The argument in favour goes – Horatio Nelson may not have owned saves, in fact
he didn’t, but he was certainly in favour of continuing the slave trade and
wrote in letters that he was considering speaking out against William
Wilberforce in the House of Lords. Well, Trafalgar put paid to that and we’ll
never know for sure if he would or not. But Nelson’s connections with the slave
trade were brought into discussion in the furore following the pulling down of
the statue of slave trader Edward Colson in Bristol in 2020 and there were
articles in several of the dailies with people arguing for and against pulling
Nelson off his pedestal.
My mum’s and step-dad’s reactions? To paraphrase – this is
nonsense, it all happened over 200 years ago – you can’t change the past.
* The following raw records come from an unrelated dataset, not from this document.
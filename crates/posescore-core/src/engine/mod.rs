//! # Engine Module
//!
//! Batched evaluation of the LK-ball potential over stacks of poses.
//!
//! ## Overview
//!
//! A batch is described by borrowed `ndarray` views: per-pose geometry and
//! connectivity ([`pose_stack::PoseStackView`]) and per-block-type tables
//! ([`pose_stack::BlockTypeTables`]). Every entry point validates these
//! views before computing anything and reports violations as
//! [`error::DispatchError`].
//!
//! ## Architecture
//!
//! - **Execution** ([`executor`]) - Serial and rayon-backed strategies for independent work units
//! - **Inputs** ([`pose_stack`]) - Batch views, shape and topology validation
//! - **Block screening** ([`neighbors`]) - Bounding spheres and the interacting-pair log
//! - **Dispatch** ([`lk_ball`]) - Forward energies and backward gradient replay
//! - **Error Handling** ([`error`]) - Precondition violations of batched calls
//!
//! ## Concurrency
//!
//! Work units never write shared state. Forward units return partial sums
//! that are combined in a fixed order; backward units fold into private
//! per-pose gradient buffers that are merged pairwise.

pub mod error;
pub mod executor;
pub mod lk_ball;
pub mod neighbors;
pub mod pose_stack;
use crate::core::geometry::{Real, real};
use crate::core::params::{HBondPairParams, ScoreParams};
use crate::core::potentials::hbond::{HBondAtoms, HBondGrad, hbond_score, hbond_score_with_grad};
use crate::engine::executor::{DefaultExecutor, Executor};
use tracing::{debug, info, instrument};

/// One donor-acceptor pair and the parameters of its type pair.
#[derive(Debug, Clone, Copy, PartialEq)]
pub struct HBondPair<T: Real> {
    pub atoms: HBondAtoms<T>,
    pub params: HBondPairParams<T>,
}

#[derive(Debug, Clone, PartialEq)]
pub struct HBondReport<T: Real> {
    /// One score per pair, in input order.
    pub energies: Vec<T>,
    /// Per-pair gradients on the five atoms, when requested.
    pub gradients: Option<Vec<HBondGrad<T>>>,
}

impl<T: Real> HBondReport<T> {
    pub fn total(&self) -> T {
        self.energies.iter().fold(real(0.0), |acc, &e| acc + e)
    }

    /// Pairs whose score was not clamped to zero.
    pub fn n_bonded(&self) -> usize {
        self.energies.iter().filter(|&&e| e < real(0.0)).count()
    }
}

/// Scores every pair with the default executor.
pub fn run<T: Real>(pairs: &[HBondPair<T>], params: &ScoreParams<T>, gradients: bool) -> HBondReport<T> {
    run_with(pairs, params, gradients, &DefaultExecutor::default())
}

#[instrument(skip_all, name = "hbond_workflow")]
pub fn run_with<T: Real, E: Executor>(
    pairs: &[HBondPair<T>],
    params: &ScoreParams<T>,
    gradients: bool,
    executor: &E,
) -> HBondReport<T> {
    let globals = &params.hbond;
    let report = if gradients {
        let grads = executor.map(pairs.len(), |index| {
            let pair = &pairs[index];
            hbond_score_with_grad(&pair.atoms, &pair.params, globals)
        });
        HBondReport {
            energies: grads.iter().map(|grad| grad.value).collect(),
            gradients: Some(grads),
        }
    } else {
        HBondReport {
            energies: executor.map(pairs.len(), |index| {
                let pair = &pairs[index];
                hbond_score(&pair.atoms, &pair.params, globals)
            }),
            gradients: None,
        }
    };

    info!(
        n_pairs = pairs.len(),
        n_bonded = report.n_bonded(),
        "Computed hydrogen bond scores."
    );
    debug!(total = %report.total(), "Hydrogen bond total");
    report
}

#[cfg(test)]
mod tests {
    use super::*;
    use crate::core::params::AcceptorClass;
    use crate::core::potentials::hbond::tests::{bonded_atoms, pair_params};
    use crate::engine::executor::SerialExecutor;
    use nalgebra::Point3;

    fn pairs() -> Vec<HBondPair<f64>> {
        // Acceptor behind the donor: no term is negative, so the score clamps.
        let mut far = bonded_atoms();
        far.a = Point3::new(-5.0, 0.3, 0.1);
        far.b = Point3::new(-4.0, 0.3, 0.1);
        far.b0 = Point3::new(-4.0, 0.5, 0.1);
        vec![
            HBondPair {
                atoms: bonded_atoms(),
                params: pair_params(AcceptorClass::Sp2),
            },
            HBondPair {
                atoms: bonded_atoms(),
                params: pair_params(AcceptorClass::Sp3),
            },
            HBondPair {
                atoms: far,
                params: pair_params(AcceptorClass::Ring),
            },
        ]
    }

    #[test]
    fn energies_follow_input_order() {
        let pairs = pairs();
        let params = ScoreParams::default();
        let report = run_with(&pairs, &params, false, &SerialExecutor);
        assert!(report.gradients.is_none());
        for (pair, energy) in pairs.iter().zip(&report.energies) {
            assert_eq!(*energy, hbond_score(&pair.atoms, &pair.params, &params.hbond));
        }
        assert_eq!(report.energies[2], 0.0);
        assert_eq!(report.n_bonded(), 2);
    }

    #[test]
    fn gradient_request_returns_per_pair_gradients() {
        let pairs = pairs();
        let params = ScoreParams::default();
        let report = run_with(&pairs, &params, true, &SerialExecutor);
        let grads = report.gradients.as_ref().unwrap();
        assert_eq!(grads.len(), pairs.len());
        assert_eq!(grads[0], hbond_score_with_grad(&pairs[0].atoms, &pairs[0].params, &params.hbond));
        assert!((report.total() - report.energies.iter().sum::<f64>()).abs() < 1e-12);
    }

    #[test]
    fn global_hbond_parameters_are_applied() {
        let pairs = pairs();
        let mut params = ScoreParams::default();
        let baseline = run_with(&pairs, &params, false, &SerialExecutor);
        params.hbond.hb_sp3_softmax_fade = 0.5;
        let softened = run_with(&pairs, &params, false, &SerialExecutor);
        assert_eq!(baseline.energies[0], softened.energies[0]);
        assert_ne!(baseline.energies[1], softened.energies[1]);
    }

    #[test]
    fn empty_pair_list_scores_nothing() {
        let report = run::<f64>(&[], &ScoreParams::default(), true);
        assert!(report.energies.is_empty());
        assert_eq!(report.total(), 0.0);
        assert_eq!(report.gradients, Some(Vec::new()));
    }

    #[cfg(feature = "parallel")]
    #[test]
    fn rayon_executor_agrees_with_serial() {
        use crate::engine::executor::RayonExecutor;
        let pairs: Vec<_> = pairs().into_iter().cycle().take(60).collect();
        let params = ScoreParams::default();
        assert_eq!(
            run_with(&pairs, &params, true, &SerialExecutor),
            run_with(&pairs, &params, true, &RayonExecutor)
        );
    }
}
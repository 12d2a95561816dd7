//! # Topology Module
//!
//! Bonded-path annotation of atom pairs within a pose.
//!
//! ## Overview
//!
//! Potentials that exclude or down-weight closely bonded atoms need the
//! number of bonds separating two atoms. Chemical topology is precomputed
//! upstream into a coarse block-to-block table, an intra-block path-distance
//! matrix per block type, and an exact connection-to-connection tensor. This
//! module combines them into per-atom-pair separations.
//!
//! ## Key Components
//!
//! - [`bond_separation`] - The [`BondSeparation`](bond_separation::BondSeparation) selector
//!   and the crossover constant [`MAX_IMPORTANT_BOND_SEPARATION`](bond_separation::MAX_IMPORTANT_BOND_SEPARATION)

pub mod bond_separation;
//! Execution strategies for the batched kernels.
//!
//! Kernels express their work as independent units over an index range and
//! never share mutable state: [`Executor::map`] collects one result per unit
//! in index order, and [`Executor::fold_reduce`] folds units into private
//! accumulators that are then merged pairwise.

#[cfg(feature = "parallel")]
use rayon::prelude::*;

pub trait Executor: Sync {
    /// Evaluates `f` on every index in `0..len`, returning results in index order.
    fn map<R, F>(&self, len: usize, f: F) -> Vec<R>
    where
        R: Send,
        F: Fn(usize) -> R + Sync + Send;

    /// Folds every index in `0..len` into accumulators created by `identity`
    /// and merges them with `reduce`. The grouping of indices is unspecified.
    fn fold_reduce<A, I, F, G>(&self, len: usize, identity: I, fold: F, reduce: G) -> A
    where
        A: Send,
        I: Fn() -> A + Sync + Send,
        F: Fn(A, usize) -> A + Sync + Send,
        G: Fn(A, A) -> A + Sync + Send;
}

/// Runs every unit on the calling thread, in index order.
#[derive(Debug, Clone, Copy, Default)]
pub struct SerialExecutor;

impl Executor for SerialExecutor {
    fn map<R, F>(&self, len: usize, f: F) -> Vec<R>
    where
        R: Send,
        F: Fn(usize) -> R + Sync + Send,
    {
        (0..len).map(f).collect()
    }

    fn fold_reduce<A, I, F, G>(&self, len: usize, identity: I, fold: F, _reduce: G) -> A
    where
        A: Send,
        I: Fn() -> A + Sync + Send,
        F: Fn(A, usize) -> A + Sync + Send,
        G: Fn(A, A) -> A + Sync + Send,
    {
        (0..len).fold(identity(), fold)
    }
}

/// Spreads units over the current rayon thread pool.
#[cfg(feature = "parallel")]
#[derive(Debug, Clone, Copy, Default)]
pub struct RayonExecutor;

#[cfg(feature = "parallel")]
impl Executor for RayonExecutor {
    fn map<R, F>(&self, len: usize, f: F) -> Vec<R>
    where
        R: Send,
        F: Fn(usize) -> R + Sync + Send,
    {
        (0..len).into_par_iter().map(f).collect()
    }

    fn fold_reduce<A, I, F, G>(&self, len: usize, identity: I, fold: F, reduce: G) -> A
    where
        A: Send,
        I: Fn() -> A + Sync + Send,
        F: Fn(A, usize) -> A + Sync + Send,
        G: Fn(A, A) -> A + Sync + Send,
    {
        (0..len)
            .into_par_iter()
            .fold(&identity, &fold)
            .reduce(&identity, &reduce)
    }
}

#[cfg(feature = "parallel")]
pub type DefaultExecutor = RayonExecutor;

#[cfg(not(feature = "parallel"))]
pub type DefaultExecutor = SerialExecutor;
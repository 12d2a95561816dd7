use crate::error::{CliError, Result};
use std::fs::File;
use std::path::Path;
use std::sync::Mutex;
use tracing_subscriber::{
    filter::LevelFilter,
    fmt::{self},
    prelude::*,
};

/// Console level for the `-v` count, or `OFF` under `-q`.
pub fn level_filter(verbosity: u8, quiet: bool) -> LevelFilter {
    if quiet {
        return LevelFilter::OFF;
    }
    match verbosity {
        0 => LevelFilter::WARN,
        1 => LevelFilter::INFO,
        2 => LevelFilter::DEBUG,
        _ => LevelFilter::TRACE,
    }
}

/// Installs the global subscriber: a compact stderr layer and, when a path
/// is given, a plain-text file layer at the same level.
pub fn setup_logging(verbosity: u8, quiet: bool, log_file: Option<&Path>) -> Result<()> {
    let stderr_layer = fmt::layer()
        .with_writer(std::io::stderr)
        .with_ansi(true)
        .with_target(false)
        .compact();

    let file_layer = match log_file {
        Some(path) => {
            let file = File::create(path)?;
            Some(
                fmt::layer()
                    .with_writer(Mutex::new(file))
                    .with_ansi(false)
                    .with_thread_ids(true)
                    .with_target(true),
            )
        }
        None => None,
    };

    tracing_subscriber::registry()
        .with(level_filter(verbosity, quiet))
        .with(stderr_layer)
        .with(file_layer)
        .try_init()
        .map_err(|e| CliError::Other(anyhow::anyhow!("Failed to install logger: {}", e)))
}
use crate::cli::ScoreArgs;
use crate::error::{CliError, Result};
use crate::input::LoadedBatch;
use nalgebra::Vector3;
use posescore::workflows::score::{self, ScoreGradients, ScoreReport, ScoreRequest};
use serde::Serialize;
use std::fmt::Write as _;
use std::path::Path;
use tracing::info;

/// Gradients as nested JSON arrays, mirroring the input layout.
#[derive(Debug, Serialize)]
struct GradientFile {
    d_coords: Vec<Vec<[f64; 3]>>,
    d_waters: Vec<Vec<Vec<[f64; 3]>>>,
}

impl From<&ScoreGradients<f64>> for GradientFile {
    fn from(gradients: &ScoreGradients<f64>) -> Self {
        let xyz = |v: &Vector3<f64>| [v.x, v.y, v.z];
        Self {
            d_coords: gradients
                .d_coords
                .outer_iter()
                .map(|pose| pose.iter().map(xyz).collect())
                .collect(),
            d_waters: gradients
                .d_waters
                .outer_iter()
                .map(|pose| {
                    pose.outer_iter()
                        .map(|atom| atom.iter().map(xyz).collect())
                        .collect()
                })
                .collect(),
        }
    }
}

pub fn run(args: ScoreArgs) -> Result<()> {
    let params = super::load_params(args.params.as_deref())?;

    info!("Loading pose stack from {:?}", &args.stack);
    let batch = LoadedBatch::read_from_path(&args.stack)?;

    let request = ScoreRequest {
        gradients: args.gradients.is_some(),
        dtdv: None,
    };
    info!("Invoking the scoring workflow...");
    let report = score::run(&batch.stack(), &batch.types(), &params, &request)?;

    print!("{}", format_energy_table(&report)?);

    if let (Some(path), Some(gradients)) = (&args.gradients, &report.gradients) {
        write_gradients(path, gradients)?;
        println!("Gradients written to: {}", path.display());
    }
    Ok(())
}

fn format_energy_table(report: &ScoreReport<f64>) -> Result<String> {
    let mut table = format!(
        "{:>6} {:>12} {:>12} {:>12} {:>12} {:>12}\n",
        "pose", "lk_iso", "lk_ball", "bridge", "bridge_uncpl", "total"
    );
    for pose in 0..report.n_poses() {
        let terms = report.pose_terms(pose);
        writeln!(
            table,
            "{:>6} {:>12.4} {:>12.4} {:>12.4} {:>12.4} {:>12.4}",
            pose,
            terms.iso,
            terms.ball,
            terms.bridge,
            terms.bridge_uncpl,
            terms.total()
        )
        .map_err(|e| anyhow::Error::new(e).context("Failed to format the energy table"))?;
    }
    Ok(table)
}

fn write_gradients(path: &Path, gradients: &ScoreGradients<f64>) -> Result<()> {
    let file = std::fs::File::create(path)?;
    serde_json::to_writer_pretty(std::io::BufWriter::new(file), &GradientFile::from(gradients))
        .map_err(|e| CliError::FileParsing {
            path: path.to_path_buf(),
            source: e.into(),
        })
}

#[cfg(test)]
mod tests {
    use super::*;
    use crate::input::tests::one_block_json;
    use posescore::core::params::ScoreParams;

    fn write_stack(dir: &Path) -> std::path::PathBuf {
        let path = dir.join("stack.json");
        std::fs::write(&path, one_block_json().to_string()).unwrap();
        path
    }

    #[test]
    fn score_writes_gradients_matching_the_stack_layout() {
        let temp_dir = tempfile::tempdir().unwrap();
        let grad_path = temp_dir.path().join("grad.json");
        let args = ScoreArgs {
            stack: write_stack(temp_dir.path()),
            params: None,
            gradients: Some(grad_path.clone()),
        };

        run(args).unwrap();

        let written: serde_json::Value =
            serde_json::from_str(&std::fs::read_to_string(grad_path).unwrap()).unwrap();
        let d_coords = written["d_coords"].as_array().unwrap();
        assert_eq!(d_coords.len(), 1);
        assert_eq!(d_coords[0].as_array().unwrap().len(), 2);
        assert_eq!(written["d_waters"][0][0].as_array().unwrap().len(), 4);
    }

    #[test]
    fn parameter_file_is_applied() {
        let temp_dir = tempfile::tempdir().unwrap();
        let params_path = temp_dir.path().join("params.toml");
        std::fs::write(&params_path, "[lk_ball]\nmax_dis = 7.0\n").unwrap();
        let args = ScoreArgs {
            stack: write_stack(temp_dir.path()),
            params: Some(params_path),
            gradients: None,
        };
        assert!(run(args).is_ok());
    }

    #[test]
    fn invalid_parameter_file_is_reported() {
        let temp_dir = tempfile::tempdir().unwrap();
        let params_path = temp_dir.path().join("params.toml");
        std::fs::write(&params_path, "[lk_ball]\nnot_a_key = 1.0\n").unwrap();
        let args = ScoreArgs {
            stack: write_stack(temp_dir.path()),
            params: Some(params_path),
            gradients: None,
        };
        assert!(matches!(run(args), Err(CliError::Params(_))));
    }

    #[test]
    fn energy_table_has_a_row_per_pose() {
        let batch = LoadedBatch::from_file(serde_json::from_value(one_block_json()).unwrap())
            .unwrap();
        let report = score::run(
            &batch.stack(),
            &batch.types(),
            &ScoreParams::default(),
            &ScoreRequest::default(),
        )
        .unwrap();
        let table = format_energy_table(&report).unwrap();
        let lines: Vec<&str> = table.lines().collect();
        assert_eq!(lines.len(), 2);
        assert!(lines[0].contains("bridge_uncpl"));
        assert!(lines[1].trim_start().starts_with('0'));
    }
}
Well,
I certainly don’t agree that’s it’s ridiculous, but okay, it was over 200 years
ago and you cannot change the past (although when I invent my time machine,
watch this space). But it isn’t about that. It’s about changing your
relationship with the past, if anything. It’s about asking the questions
whether, with all we know now, we feel that this is an individual we should
still regard as a national hero? And engaging in debate. Surely, if Nelson was
as worthy of the honour as they thought he was in the 1840s when the column was
erected, then a bit of honest discussion isn’t going to change that. But if he
wasn’t, well, then burying our collective heads in the sand and ignoring it
because it was more than 200 years ago surely is not morally justifiable.
Despite the way that I present my opinions to Mum and Tony,
I do try to keep an open mind. If you can prove to me that Nelson is a good
symbol of qualities that I value and respect, then I promise I’d be one of the
protestors standing in front of the column to guard it from the bulldozers. But
then, that would involve being prepared to have a discussion about it in the
first place. And that probably ain’t happening any time soon.